• _Data excerpts_

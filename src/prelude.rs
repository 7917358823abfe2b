//! Convenient re-exports for common usage patterns.
//!
//! # Example
//!
//! ```ignore
//! use wit_bridge::prelude::*;
//!
//! let abi = CanonicalAbi::new();
//! let mut memory = LinearMemory::new();
//! let ptr = abi.lift_typed(&mut memory, ("hi".to_string(), 7u32))?;
//! let back: (String, u32) = abi.lower_typed(memory.as_bytes(), ptr)?;
//! ```

// Unified error handling
pub use crate::error::{Error, Result};

// ABI types
pub use crate::abi::{
    CanonicalAbi, CanonicalAbiError, GuestMemory, LinearMemory, ReturnStrategy, Signature,
    TypeShape, Value, WitType,
};

pub use crate::config::{AllocatorProtocol, HostConfig};
pub use crate::resource::{Resource, ResourceManager};

// WASM integration types (requires "wasm" feature)
#[cfg(feature = "wasm")]
pub use crate::wasm::{AbiState, Exporter, GuestContext, GuestInstance, WasmError};

// Dependency re-exports
pub use crate::{find_first_named_type, find_type_by_name, load_wit_type_from_string};
pub use crate::{Resolve, TypeId, WaveType};
pub use crate::{wit_enum, wit_flags, wit_record};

• _Task objective_
Repeat the entries above exactly, leaving nothing out.

• _Task solution_
filename src/prelude.rs
repository 7917358823abfe2b
//! Convenient re-exports for common usage patterns.
//!
//! # Example
//!
//! ```ignore
//! use wit_bridge::prelude::*;
//!
//! let abi = CanonicalAbi::new();
//! let mut memory = LinearMemory::new();
//! let ptr = abi.lift_typed(&mut memory, ("hi".to_string(), 7u32))?;
//! let back: (String, u32) = abi.lower_typed(memory.as_bytes(), ptr)?;
//! ```

// Unified error handling
pub use crate::error::{Error, Result};

// ABI types
pub use crate::abi::{
    CanonicalAbi, CanonicalAbiError, GuestMemory, LinearMemory, ReturnStrategy, Signature,
    TypeShape, Value, WitType,
};

pub use crate::config::{AllocatorProtocol, HostConfig};
pub use crate::resource::{Resource, ResourceManager};

// WASM integration types (requires "wasm" feature)
#[cfg(feature = "wasm")]
pub use crate::wasm::{AbiState, Exporter, GuestContext, GuestInstance, WasmError};

// Dependency re-exports
pub use crate::{find_first_named_type, find_type_by_name, load_wit_type_from_string};
pub use crate::{Resolve, TypeId, WaveType};
pub use crate::{wit_enum, wit_flags, wit_record};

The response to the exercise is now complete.